▸ Problem to work on:
Reproduce, exactly and in full, only the lines below from the one containing "self.handlers.count(kind)" through the one containing "impl std::fmt::Debug for ChannelHandle".

Data supplied Block Start

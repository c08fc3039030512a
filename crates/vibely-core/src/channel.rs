//! Push Channel Handle
//!
//! One logical push connection. The handle owns no business logic: it
//! connects and disconnects when told to, joins topics, decodes inbound
//! frames and hands the decoded events to registered handlers.
//!
//! Inbound frames are pumped by a single task per connection, so handlers
//! for one channel never run concurrently with each other and see events in
//! arrival order.

use parking_lot::RwLock;
use std::collections::{BTreeSet, HashMap};
use std::sync::atomic::{AtomicU64, Ordering};
use std::sync::{Arc, Weak};
use std::time::Duration;
use tokio::sync::{watch, Mutex};
use tokio::task::JoinHandle;
use tokio_util::sync::CancellationToken;

use crate::config::DEFAULT_CONNECT_TIMEOUT;
use crate::prelude::*;
use vibely_types::event::{ChannelMessage, EventKind, PushEvent};
use vibely_types::transport_adapter::{Transport, TransportLink};

#[derive(Debug, Clone, Copy, PartialEq, Eq)]
pub enum ChannelState {
	Disconnected,
	Connected,
}

/// Observable state of the channel
#[derive(Debug, Clone, PartialEq, Eq)]
pub struct ChannelStatus {
	pub state: ChannelState,
	/// Number of successful connects so far, identifies the current connection
	pub epoch: u64,
	/// Topics joined on the current connection
	pub topics: BTreeSet<Box<str>>,
}

impl Default for ChannelStatus {
	fn default() -> Self {
		Self { state: ChannelState::Disconnected, epoch: 0, topics: BTreeSet::new() }
	}
}

pub type EventHandler = Arc<dyn Fn(&PushEvent) + Send + Sync>;

// Handlers //
//**********//

#[derive(Default)]
struct HandlerRegistry {
	next_id: AtomicU64,
	handlers: RwLock<HashMap<EventKind, Vec<(u64, EventHandler)>>>,
}

impl HandlerRegistry {
	fn add(&self, kind: EventKind, handler: EventHandler) -> u64 {
		let id = self.next_id.fetch_add(1, Ordering::Relaxed);
		self.handlers.write().entry(kind).or_default().push((id, handler));
		id
	}

	fn remove(&self, kind: EventKind, id: u64) {
		let mut handlers = self.handlers.write();
		if let Some(list) = handlers.get_mut(&kind) {
			list.retain(|(handler_id, _)| *handler_id != id);
			if list.is_empty() {
				handlers.remove(&kind);
			}
		}
	}

	fn count(&self, kind: EventKind) -> usize {
		self.handlers.read().get(&kind).map_or(0, Vec::len)
	}

	fn dispatch(&self, event: &PushEvent) -> usize {
		// Handlers run without the lock held, they may register or cancel others
		let handlers: Vec<EventHandler> = self
			.handlers
			.read()
			.get(&event.kind())
			.map(|list| list.iter().map(|(_, h)| h.clone()).collect())
			.unwrap_or_default();

		for handler in &handlers {
			handler(event);
		}
		handlers.len()
	}

	fn dispatch_message(&self, msg: &ChannelMessage) {
		match PushEvent::from_message(msg) {
			Ok(Some(event)) => {
				let delivered = self.dispatch(&event);
				debug!(topic = %msg.topic, event = %msg.event, delivered, "Push event dispatched");
			}
			Ok(None) => {
				debug!(topic = %msg.topic, event = %msg.event, "Ignoring unknown push event");
			}
			Err(e) => {
				warn!(topic = %msg.topic, event = %msg.event, error = %e, "Dropping malformed push event");
			}
		}
	}
}

/// Cancellation handle of a registered event handler
///
/// The handler stays registered while this value lives. Dropping it, or
/// calling [`Subscription::cancel`], deregisters the handler.
#[must_use = "dropping a Subscription deregisters its handler"]
pub struct Subscription {
	registry: Weak<HandlerRegistry>,
	kind: EventKind,
	id: u64,
}

impl Subscription {
	pub fn kind(&self) -> EventKind {
		self.kind
	}

	pub fn cancel(self) {}
}

impl Drop for Subscription {
	fn drop(&mut self) {
		if let Some(registry) = self.registry.upgrade() {
			registry.remove(self.kind, self.id);
		}
	}
}

impl std::fmt::Debug for Subscription {
	fn fmt(&self, f: &mut std::fmt::Formatter<'_>) -> std::fmt::Result {
		f.debug_struct("Subscription").field("kind", &self.kind).field("id", &self.id).finish()
	}
}

// Channel //
//*********//

struct ActiveLink {
	link: Box<dyn TransportLink>,
	pump: JoinHandle<()>,
	cancel: CancellationToken,
	epoch: u64,
}

impl ActiveLink {
	/// Stop the pump and wait until its last dispatch returned, then close the link
	async fn shutdown(self) {
		self.cancel.cancel();
		if let Err(e) = self.pump.await
			&& e.is_panic()
		{
			error!(epoch = self.epoch, "Push channel pump panicked");
		}
		self.link.close().await;
	}
}

pub struct ChannelHandle {
	transport: Arc<dyn Transport>,
	handlers: Arc<HandlerRegistry>,
	/// Serializes connect / disconnect / subscribe
	link: Mutex<Option<ActiveLink>>,
	status: Arc<watch::Sender<ChannelStatus>>,
	connect_timeout: Duration,
}

impl ChannelHandle {
	pub fn new(transport: Arc<dyn Transport>) -> Self {
		let (status, _) = watch::channel(ChannelStatus::default());
		Self {
			transport,
			handlers: Arc::new(HandlerRegistry::default()),
			link: Mutex::new(None),
			status: Arc::new(status),
			connect_timeout: DEFAULT_CONNECT_TIMEOUT,
		}
	}

	pub fn with_connect_timeout(mut self, timeout: Duration) -> Self {
		self.connect_timeout = timeout;
		self
	}

	/// Connect the channel
	///
	/// Never fails: if the transport can not be reached the channel stays
	/// Disconnected and the returned state says so.
	pub async fn connect(&self) -> ChannelState {
		let mut link = self.link.lock().await;
		if self.is_connected() {
			return ChannelState::Connected;
		}

		// The transport ended this link on its own, release it before reconnecting
		if let Some(stale) = link.take() {
			stale.shutdown().await;
		}

		let opened = match tokio::time::timeout(self.connect_timeout, self.transport.open()).await
		{
			Ok(Ok(opened)) => opened,
			Ok(Err(e)) => {
				warn!(error = %e, "Push channel connect failed");
				return ChannelState::Disconnected;
			}
			Err(_) => {
				let e = Error::TransportUnavailable(format!(
					"connect timed out after {}ms",
					self.connect_timeout.as_millis()
				));
				warn!(error = %e, "Push channel connect failed");
				return ChannelState::Disconnected;
			}
		};

		let epoch = self.status.borrow().epoch + 1;
		self.status.send_modify(|status| {
			status.state = ChannelState::Connected;
			status.epoch = epoch;
			status.topics.clear();
		});

		let cancel = CancellationToken::new();
		let pump = tokio::spawn(pump(
			opened.inbound,
			self.handlers.clone(),
			Arc::downgrade(&self.status),
			epoch,
			cancel.clone(),
		));

		info!(conn_id = %opened.link.conn_id(), epoch, "Push channel connected");
		*link = Some(ActiveLink { link: opened.link, pump, cancel, epoch });
		ChannelState::Connected
	}

	/// Disconnect the channel. Idempotent, always succeeds.
	///
	/// When this returns no handler of the old connection runs anymore, and
	/// frames still buffered for it are discarded.
	pub async fn disconnect(&self) {
		let mut link = self.link.lock().await;
		if let Some(active) = link.take() {
			let conn_id = active.link.conn_id().to_string();
			let epoch = active.epoch;
			active.shutdown().await;
			info!(conn_id = %conn_id, epoch, "Push channel disconnected");
		}

		self.status.send_if_modified(|status| {
			let changed = status.state != ChannelState::Disconnected || !status.topics.is_empty();
			status.state = ChannelState::Disconnected;
			status.topics.clear();
			changed
		});
	}

	/// Join a topic on the current connection
	///
	/// Ignored while Disconnected: the transport does not queue
	/// subscriptions, so callers subscribe again after every connect.
	/// Returns whether the topic is joined on the current connection.
	pub async fn subscribe(&self, topic: &str) -> bool {
		let link = self.link.lock().await;
		let Some(active) = link.as_ref() else {
			debug!(topic, "Ignoring subscribe while disconnected");
			return false;
		};
		if !self.is_connected() {
			debug!(topic, "Ignoring subscribe on a closed link");
			return false;
		}
		if self.status.borrow().topics.contains(topic) {
			return true;
		}

		match active.link.subscribe(topic).await {
			Ok(()) => {
				let epoch = active.epoch;
				let mut joined = false;
				self.status.send_if_modified(|status| {
					if status.epoch != epoch || status.state != ChannelState::Connected {
						return false;
					}
					joined = true;
					status.topics.insert(topic.into())
				});
				if joined {
					debug!(topic, epoch, "Joined topic");
				} else {
					debug!(topic, epoch, "Link closed while joining topic");
				}
				joined
			}
			Err(e) => {
				warn!(topic, error = %e, "Failed to join topic");
				false
			}
		}
	}

	/// Register a handler for an event kind
	pub fn on<F>(&self, kind: EventKind, handler: F) -> Subscription
	where
		F: Fn(&PushEvent) + Send + Sync + 'static,
	{
		let id = self.handlers.add(kind, Arc::new(handler));
		Subscription { registry: Arc::downgrade(&self.handlers), kind, id }
	}

	/// Remove a handler registered with [`ChannelHandle::on`]
	pub fn off(&self, subscription: Subscription) {
		subscription.cancel();
	}

	pub fn handler_count(&self, kind: EventKind) -> usize {
		self.handlers.count(kind)
	}

	pub fn state(&self) -> ChannelState {
		self.status.borrow().state
	}

	pub fn is_connected(&self) -> bool {
		self.state() == ChannelState::Connected
	}

	pub fn epoch(&self) -> u64 {
		self.status.borrow().epoch
	}

	pub fn topics(&self) -> Vec<Box<str>> {
		self.status.borrow().topics.iter().cloned().collect()
	}

	pub fn status(&self) -> ChannelStatus {
		self.status.borrow().clone()
	}

	/// Observe state changes
	pub fn watch(&self) -> watch::Receiver<ChannelStatus> {
		self.status.subscribe()
	}
}

impl Drop for ChannelHandle {
	fn drop(&mut self) {
		if let Some(active) = self.link.get_mut().take() {
			active.cancel.cancel();
			active.pump.abort();
		}
	}
}

impl std::fmt::Debug for ChannelHandle {
	fn fmt(&self, f: &mut std::fmt::Formatter<'_>) -> std::fmt::Result {
		f.debug_struct("ChannelHandle")
			.field("transport", &self.transport)
			.field("status", &*self.status.borrow())
			.finish_non_exhaustive()
	}
}

fn is_current(status: &Weak<watch::Sender<ChannelStatus>>, epoch: u64) -> bool {
	status.upgrade().is_some_and(|status| {
		let status = status.borrow();
		status.epoch == epoch && status.state == ChannelState::Connected
	})
}

/// Forward inbound frames of one connection to the handlers, one at a time
///
/// Stops as soon as `cancel` fires, even with frames still buffered.
async fn pump(
	inbound: flume::Receiver<ChannelMessage>,
	handlers: Arc<HandlerRegistry>,
	status: Weak<watch::Sender<ChannelStatus>>,
	epoch: u64,
	cancel: CancellationToken,
) {
	loop {
		let msg = tokio::select! {
			biased;
			() = cancel.cancelled() => return,
			msg = inbound.recv_async() => msg,
		};
		let Ok(msg) = msg else { break };
		if cancel.is_cancelled() || !is_current(&status, epoch) {
			debug!(epoch, "Discarding frame of a stale connection");
			return;
		}
		handlers.dispatch_message(&msg);
	}

	// The transport closed the link
	if let Some(status) = status.upgrade() {
		let closed = status.send_if_modified(|status| {
			if status.epoch == epoch && status.state == ChannelState::Connected {
				status.state = ChannelState::Disconnected;
				status.topics.clear();
				true
			} else {
				false
			}
		});
		if closed {
			warn!(epoch, "Push channel link closed by transport");
		}
	}
}


// vim: ts=4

Data supplied Block End

▸ Expected output:
		self.handlers.count(kind)
	}

	pub fn state(&self) -> ChannelState {
		self.status.borrow().state
	}

	pub fn is_connected(&self) -> bool {
		self.state() == ChannelState::Connected
	}

	pub fn epoch(&self) -> u64 {
		self.status.borrow().epoch
	}

	pub fn topics(&self) -> Vec<Box<str>> {
		self.status.borrow().topics.iter().cloned().collect()
	}

	pub fn status(&self) -> ChannelStatus {
		self.status.borrow().clone()
	}

	/// Observe state changes
	pub fn watch(&self) -> watch::Receiver<ChannelStatus> {
		self.status.subscribe()
	}
}

impl Drop for ChannelHandle {
	fn drop(&mut self) {
		if let Some(active) = self.link.get_mut().take() {
			active.cancel.cancel();
			active.pump.abort();
		}
	}
}

impl std::fmt::Debug for ChannelHandle {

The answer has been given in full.